Saved data entries:
//! AES-256-GCM field encryption primitives.
//!
//! This module is free of storage and HTTP dependencies. It provides the
//! low-level encrypt/decrypt operations used by the field helpers.
//!
//! # Envelope format
//!
//! ```text
//! base64-standard( nonce[12] ‖ ciphertext ‖ tag[16] )
//! ```
//!
//! Each envelope is self-describing: the nonce travels with the ciphertext, so
//! only the key is needed to decrypt it.

pub mod cipher;

pub use cipher::{decrypt_data, encrypt_data, CipherError, DecryptionFailure, KEY_LEN};
//! Configuration loading and validation for the journal-vault service.
//!
//! All values are read from environment variables at startup. The process will
//! exit with a clear error message if any variable is invalid.

use std::{path::PathBuf, sync::Arc};

use anyhow::{Context, Result};
use serde::Deserialize;

use crate::fields::LegacyFieldPolicy;
use crate::keystore::{FileKeyStorage, KeyMaterialStorage, MemoryKeyStorage};

/// Where KeyMaterial is persisted.
#[derive(Debug, Clone, Copy, Default, PartialEq, Eq, Deserialize)]
#[serde(rename_all = "lowercase")]
pub enum KeyBackend {
    /// One file per key name under `KEY_DIR`.
    #[default]
    File,
    /// Process memory only; every restart creates a new key.
    Memory,
}

/// Validated service configuration.
#[derive(Debug, Clone, Deserialize)]
pub struct Config {
    /// Port the HTTP server listens on.
    #[serde(default = "default_listen_port")]
    pub listen_port: u16,

    /// Storage backend for the encryption key.
    #[serde(default)]
    pub key_backend: KeyBackend,

    /// Directory holding the key file when `KEY_BACKEND=file`.
    #[serde(default = "default_key_dir")]
    pub key_dir: String,

    /// Fixed storage name of the KeyMaterial entry.
    #[serde(default = "default_key_name")]
    pub key_name: String,

    /// HTTP header naming the record kind for `/encrypt` and `/decrypt`.
    #[serde(default = "default_record_kind_header")]
    pub record_kind_header: String,

    /// Optional YAML file with additional field policies.
    #[serde(default)]
    pub field_policy_path: Option<String>,

    /// Handling of stored fields that cannot be decrypted.
    #[serde(default)]
    pub legacy_field_policy: LegacyFieldPolicy,

    /// OTLP endpoint for span export. Spans are only exported when set.
    #[serde(default)]
    pub otel_exporter_otlp_endpoint: Option<String>,

    /// Tracing log level (e.g. `"info"`, `"debug"`).
    #[serde(default = "default_log_level")]
    pub log_level: String,
}

fn default_listen_port() -> u16 {
    8080
}
fn default_key_dir() -> String {
    ".journal-vault".into()
}
fn default_key_name() -> String {
    "journal-vault.encryption-key".into()
}
fn default_record_kind_header() -> String {
    "X-Record-Kind".into()
}
fn default_log_level() -> String {
    "info".into()
}

impl Config {
    /// Load and validate configuration from environment variables.
    ///
    /// # Errors
    ///
    /// Returns an error if any variable cannot be parsed or fails validation.
    pub fn from_env() -> Result<Self> {
        let cfg = config::Config::builder()
            .add_source(config::Environment::default())
            .build()
            .context("failed to build configuration from environment")?;

        let c: Config = cfg
            .try_deserialize()
            .context("failed to deserialise configuration")?;

        c.validate()?;
        Ok(c)
    }

    /// Build the key storage selected by `KEY_BACKEND`.
    pub fn key_storage(&self) -> Arc<dyn KeyMaterialStorage> {
        match self.key_backend {
            KeyBackend::File => Arc::new(FileKeyStorage::new(PathBuf::from(&self.key_dir))),
            KeyBackend::Memory => Arc::new(MemoryKeyStorage::new()),
        }
    }

    /// Validate all fields, returning a descriptive error on the first failure.
    fn validate(&self) -> Result<()> {
        ensure_non_empty(&self.key_name, "KEY_NAME")?;
        if self.key_name.contains(['/', '\\']) || self.key_name.starts_with('.') {
            anyhow::bail!("KEY_NAME must be a plain file name");
        }
        if self.key_backend == KeyBackend::File {
            ensure_non_empty(&self.key_dir, "KEY_DIR")?;
        }
        axum::http::HeaderName::from_bytes(self.record_kind_header.as_bytes())
            .context("RECORD_KIND_HEADER must be a valid HTTP header name")?;
        if let Some(path) = &self.field_policy_path {
            ensure_non_empty(path, "FIELD_POLICY_PATH")?;
        }
        if let Some(endpoint) = &self.otel_exporter_otlp_endpoint {
            ensure_non_empty(endpoint, "OTEL_EXPORTER_OTLP_ENDPOINT")?;
        }
        Ok(())
    }
}

fn ensure_non_empty(value: &str, name: &str) -> Result<()> {
    if value.trim().is_empty() {
        anyhow::bail!("{name} must not be empty");
    }
    Ok(())
}
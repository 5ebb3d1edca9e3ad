//! Middleware settings and helpers applied to the router.

use std::time::Duration;

use axum::http::{HeaderValue, Request};
use tower_http::request_id::{MakeRequestId, RequestId};
use uuid::Uuid;

/// Default per-request timeout applied to all routes.
pub const REQUEST_TIMEOUT: Duration = Duration::from_secs(30);

/// Largest accepted request body. Journal entries are text; 1 MiB is plenty.
pub const MAX_BODY_BYTES: usize = 1024 * 1024;

/// Assigns a random UUID v4 `x-request-id` to requests that arrive without one.
#[derive(Clone, Copy, Debug, Default)]
pub struct MakeRequestUuid;

impl MakeRequestId for MakeRequestUuid {
    fn make_request_id<B>(&mut self, _request: &Request<B>) -> Option<RequestId> {
        let id = Uuid::new_v4().to_string();
        HeaderValue::from_str(&id).ok().map(RequestId::new)
    }
}

#[cfg(test)]
mod tests {
    use super::*;

    #[test]
    fn request_ids_are_unique_uuids() {
        let req = Request::new(());
        let mut make = MakeRequestUuid;
        let a = make.make_request_id(&req).unwrap();
        let b = make.make_request_id(&req).unwrap();
        let a = a.header_value().to_str().unwrap().to_owned();
        assert!(Uuid::parse_str(&a).is_ok());
        assert_ne!(a, b.header_value().to_str().unwrap());
    }
}
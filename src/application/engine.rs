use crate::domain::annuity::{self, round_currency};
use crate::domain::loan::{LoanRequest, LoanResult};
use crate::domain::ports::ClockRef;
use crate::domain::rate;
use crate::error::{ComputationFault, LoanError, Result, ValidationError};
use chrono::NaiveDate;
use rust_decimal::Decimal;
use rust_decimal_macros::dec;

/// Checks a request against the evaluation date `today`.
///
/// Checks run in a fixed order and stop at the first failure: amount, term,
/// then birth date.
pub fn validate(request: &LoanRequest, today: NaiveDate) -> std::result::Result<(), ValidationError> {
    if request.principal <= Decimal::ZERO {
        Err(ValidationError::NonPositiveAmount)
    } else if request.term_months <= 0 {
        Err(ValidationError::NonPositiveTerm)
    } else if request.birth_date > today {
        Err(ValidationError::FutureBirthDate)
    } else {
        Ok(())
    }
}

/// Derives every reported figure from an already validated principal, annual rate and term.
///
/// The unrounded monthly payment feeds `total_amount`, so
/// `total_amount == round2(payment * term)` holds exactly; only the reported
/// `monthly_payment` is rounded.
pub fn assemble(
    principal: Decimal,
    annual_rate: Decimal,
    term_months: u32,
) -> std::result::Result<LoanResult, ComputationFault> {
    let monthly_rate = annuity::monthly_rate(annual_rate)?;
    let payment = annuity::monthly_payment(principal, monthly_rate, term_months)?;
    tracing::debug!(%annual_rate, %monthly_rate, %payment, "derived monthly payment");

    let total_amount = payment
        .checked_mul(Decimal::from(term_months))
        .map(round_currency)
        .ok_or(ComputationFault::Overflow("summing the installments"))?;
    let total_interest = total_amount
        .checked_sub(principal)
        .map(round_currency)
        .ok_or(ComputationFault::Overflow("deriving the total interest"))?;
    let annual_interest_rate_percent = annual_rate
        .checked_mul(dec!(100))
        .map(round_currency)
        .ok_or(ComputationFault::Overflow("expressing the rate as a percentage"))?;

    Ok(LoanResult {
        monthly_payment: round_currency(payment),
        total_amount,
        total_interest,
        annual_interest_rate_percent,
    })
}

/// Computes loan terms for requests, evaluated against an injected clock.
///
/// Stateless apart from the clock; share it freely across threads.
pub struct LoanSimulator {
    clock: ClockRef,
}

impl LoanSimulator {
    pub fn new(clock: ClockRef) -> Self {
        Self { clock }
    }

    /// The evaluation date the clock currently reports.
    pub fn today(&self) -> NaiveDate {
        self.clock.today()
    }

    /// Simulates `request` against the clock's current date.
    pub fn simulate(&self, request: &LoanRequest) -> Result<LoanResult> {
        self.simulate_on(request, self.clock.today())
    }

    /// Simulates `request` as if evaluated on `today`.
    pub fn simulate_on(&self, request: &LoanRequest, today: NaiveDate) -> Result<LoanResult> {
        if let Err(reason) = validate(request, today) {
            tracing::warn!(%reason, "rejected loan request");
            return Err(reason.into());
        }
        let term_months =
            u32::try_from(request.term_months).map_err(|_| ValidationError::NonPositiveTerm)?;
        let annual_rate = rate::annual_rate_for(request.birth_date, today);

        assemble(request.principal, annual_rate, term_months).map_err(|fault| {
            tracing::error!(%fault, "error during loan simulation calculation");
            LoanError::Computation(fault)
        })
    }
}
use chrono::NaiveDate;
use clap::{Parser, Subcommand};
use loansim::application::batch::simulate_batch;
use loansim::application::engine::LoanSimulator;
use loansim::domain::loan::LoanRequest;
use loansim::domain::ports::ClockRef;
use loansim::infrastructure::clock::{FixedClock, SystemClock};
use loansim::interfaces::csv::request_reader::RequestReader;
use loansim::interfaces::csv::result_writer::ResultWriter;
use miette::{IntoDiagnostic, Result};
use rust_decimal::Decimal;
use std::fs::File;
use std::io;
use std::path::PathBuf;
use std::sync::Arc;
use tracing_subscriber::EnvFilter;

#[derive(Parser)]
#[command(author, version, about, long_about = None)]
struct Cli {
    /// Evaluate as of this date (YYYY-MM-DD) instead of today.
    #[arg(long, global = true, env = "LOANSIM_AS_OF")]
    as_of: Option<NaiveDate>,

    #[command(subcommand)]
    command: Command,
}

#[derive(Subcommand)]
enum Command {
    /// Simulate a single loan and print the result as JSON
    Simulate {
        #[arg(long, allow_hyphen_values = true)]
        principal: Decimal,
        #[arg(long)]
        birth_date: NaiveDate,
        #[arg(long, allow_hyphen_values = true)]
        term_months: i32,
    },
    /// Simulate every request in a CSV file and print the results as CSV
    Batch {
        /// Input CSV with a `principal,birthDate,termMonths` header
        input: PathBuf,
    },
}

#[tokio::main]
async fn main() -> Result<()> {
    tracing_subscriber::fmt()
        .with_env_filter(
            EnvFilter::try_from_default_env().unwrap_or_else(|_| EnvFilter::new("warn")),
        )
        .with_writer(io::stderr)
        .init();

    let cli = Cli::parse();

    let clock: ClockRef = match cli.as_of {
        Some(date) => Arc::new(FixedClock(date)),
        None => Arc::new(SystemClock),
    };
    let simulator = Arc::new(LoanSimulator::new(clock));

    match cli.command {
        Command::Simulate {
            principal,
            birth_date,
            term_months,
        } => {
            let request = LoanRequest::new(principal, birth_date, term_months);
            let result = simulator.simulate(&request)?;
            let json = serde_json::to_string_pretty(&result).into_diagnostic()?;
            println!("{json}");
        }
        Command::Batch { input } => {
            let file = File::open(input).into_diagnostic()?;
            let mut requests = Vec::new();
            for (row, request) in RequestReader::new(file).requests() {
                match request {
                    Ok(request) => requests.push((row, request)),
                    Err(e) => eprintln!("Error in row {row}: {e}"),
                }
            }

            let today = simulator.today();
            tracing::info!(rows = requests.len(), %today, "simulating batch");
            let outcomes = simulate_batch(Arc::clone(&simulator), today, requests).await;

            let stdout = io::stdout();
            let mut writer = ResultWriter::new(stdout.lock());
            for outcome in outcomes {
                match outcome.result {
                    Ok(result) => writer.write_result(outcome.row, &result)?,
                    Err(e) => eprintln!("Error in row {}: {e}", outcome.row),
                }
            }
            writer.flush()?;
        }
    }

    Ok(())
}
use crate::domain::ports::Clock;
use chrono::{Local, NaiveDate};

/// Reads the current calendar date in the local time zone.
#[derive(Debug, Default, Clone, Copy)]
pub struct SystemClock;

impl Clock for SystemClock {
    fn today(&self) -> NaiveDate {
        Local::now().date_naive()
    }
}

/// Always reports the same date. Used for `--as-of` runs and in tests.
#[derive(Debug, Clone, Copy, PartialEq, Eq)]
pub struct FixedClock(pub NaiveDate);

impl Clock for FixedClock {
    fn today(&self) -> NaiveDate {
        self.0
    }
}
//! Annuity arithmetic on fixed-precision decimals.
//!
//! Every operation is checked: an overflow surfaces as a [`ComputationFault`]
//! instead of a panic. Rounding is half-to-even throughout.

use crate::error::ComputationFault;
use rust_decimal::{Decimal, RoundingStrategy};

pub const MONTHS_PER_YEAR: u32 = 12;
/// Fractional digits kept for the monthly rate before compounding.
pub const MONTHLY_RATE_SCALE: u32 = 10;
/// Fractional digits of every reported amount.
pub const CURRENCY_SCALE: u32 = 2;

const ROUNDING: RoundingStrategy = RoundingStrategy::MidpointNearestEven;

/// Rounds to two fractional digits and pads to that scale (`3` becomes `3.00`).
pub fn round_currency(value: Decimal) -> Decimal {
    let mut rounded = value.round_dp_with_strategy(CURRENCY_SCALE, ROUNDING);
    rounded.rescale(CURRENCY_SCALE);
    rounded
}

/// `annual_rate / 12`, rounded to ten fractional digits.
pub fn monthly_rate(annual_rate: Decimal) -> Result<Decimal, ComputationFault> {
    annual_rate
        .checked_div(Decimal::from(MONTHS_PER_YEAR))
        .map(|rate| rate.round_dp_with_strategy(MONTHLY_RATE_SCALE, ROUNDING))
        .ok_or(ComputationFault::Overflow("deriving the monthly rate"))
}

/// `(1 + rate)^periods` by exact square-and-multiply.
pub fn compound_factor(rate: Decimal, periods: u32) -> Result<Decimal, ComputationFault> {
    let overflow = ComputationFault::Overflow("compounding the monthly rate");
    let mut base = Decimal::ONE.checked_add(rate).ok_or(overflow)?;
    let mut exponent = periods;
    let mut factor = Decimal::ONE;
    while exponent > 0 {
        if exponent & 1 == 1 {
            factor = factor.checked_mul(base).ok_or(overflow)?;
        }
        exponent >>= 1;
        if exponent > 0 {
            base = base.checked_mul(base).ok_or(overflow)?;
        }
    }
    Ok(factor)
}

/// Fixed monthly payment that fully amortizes `principal` over `term_months`.
///
/// Returns the unrounded payment: `P * r(1+r)^n / ((1+r)^n - 1)`, or `P / n`
/// when the monthly rate is zero and the closed form has a zero denominator.
pub fn monthly_payment(
    principal: Decimal,
    monthly_rate: Decimal,
    term_months: u32,
) -> Result<Decimal, ComputationFault> {
    if term_months == 0 {
        return Err(ComputationFault::DivisionByZero("spreading over an empty term"));
    }
    if monthly_rate.is_zero() {
        return principal
            .checked_div(Decimal::from(term_months))
            .ok_or(ComputationFault::Overflow("spreading the principal"));
    }

    let factor = compound_factor(monthly_rate, term_months)?;
    let numerator = monthly_rate
        .checked_mul(factor)
        .ok_or(ComputationFault::Overflow("computing the payment numerator"))?;
    let denominator = factor
        .checked_sub(Decimal::ONE)
        .ok_or(ComputationFault::Overflow("computing the payment denominator"))?;
    if denominator.is_zero() {
        return Err(ComputationFault::DivisionByZero("computing the payment ratio"));
    }
    let ratio = numerator
        .checked_div(denominator)
        .ok_or(ComputationFault::Overflow("computing the payment ratio"))?;
    principal
        .checked_mul(ratio)
        .ok_or(ComputationFault::Overflow("scaling the payment by the principal"))
}

#[cfg(test)]
mod tests {
    use super::*;
    use rust_decimal_macros::dec;

    #[test]
    fn test_round_currency_half_even() {
        assert_eq!(round_currency(dec!(0.125)).to_string(), "0.12");
        assert_eq!(round_currency(dec!(0.135)).to_string(), "0.14");
        assert_eq!(round_currency(dec!(3)).to_string(), "3.00");
    }

    #[test]
    fn test_monthly_rate_scale() {
        assert_eq!(monthly_rate(dec!(0.03)).unwrap(), dec!(0.0025));
        assert_eq!(monthly_rate(dec!(0.05)).unwrap(), dec!(0.0041666667));
        assert_eq!(monthly_rate(dec!(0.04)).unwrap(), dec!(0.0033333333));
        assert_eq!(monthly_rate(dec!(0.02)).unwrap(), dec!(0.0016666667));
    }

    #[test]
    fn test_compound_factor_exact() {
        assert_eq!(compound_factor(dec!(0.1), 0).unwrap(), Decimal::ONE);
        assert_eq!(compound_factor(dec!(0.1), 1).unwrap(), dec!(1.1));
        assert_eq!(compound_factor(dec!(0.1), 3).unwrap(), dec!(1.331));
        assert_eq!(compound_factor(dec!(0.5), 4).unwrap(), dec!(5.0625));
    }

    #[test]
    fn test_compound_factor_overflow() {
        assert!(matches!(
            compound_factor(dec!(1), 200),
            Err(ComputationFault::Overflow(_))
        ));
    }

    #[test]
    fn test_monthly_payment_closed_form() {
        let payment = monthly_payment(dec!(10000), dec!(0.0025), 12).unwrap();
        assert_eq!(round_currency(payment), dec!(846.94));

        let payment = monthly_payment(dec!(250000), dec!(0.0033333333), 360).unwrap();
        assert_eq!(round_currency(payment), dec!(1193.54));
    }

    #[test]
    fn test_monthly_payment_zero_rate() {
        let payment = monthly_payment(dec!(1000), Decimal::ZERO, 12).unwrap();
        assert_eq!(round_currency(payment), dec!(83.33));

        let payment = monthly_payment(dec!(1200), Decimal::ZERO, 12).unwrap();
        assert_eq!(payment, dec!(100));
    }

    #[test]
    fn test_monthly_payment_empty_term() {
        assert!(matches!(
            monthly_payment(dec!(1000), dec!(0.0025), 0),
            Err(ComputationFault::DivisionByZero(_))
        ));
    }
}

Requirement: If a line in the data above holds the string "MakeRequestUuid", copy it.

Exercise response:
pub struct MakeRequestUuid;
impl MakeRequestId for MakeRequestUuid {
        let mut make = MakeRequestUuid;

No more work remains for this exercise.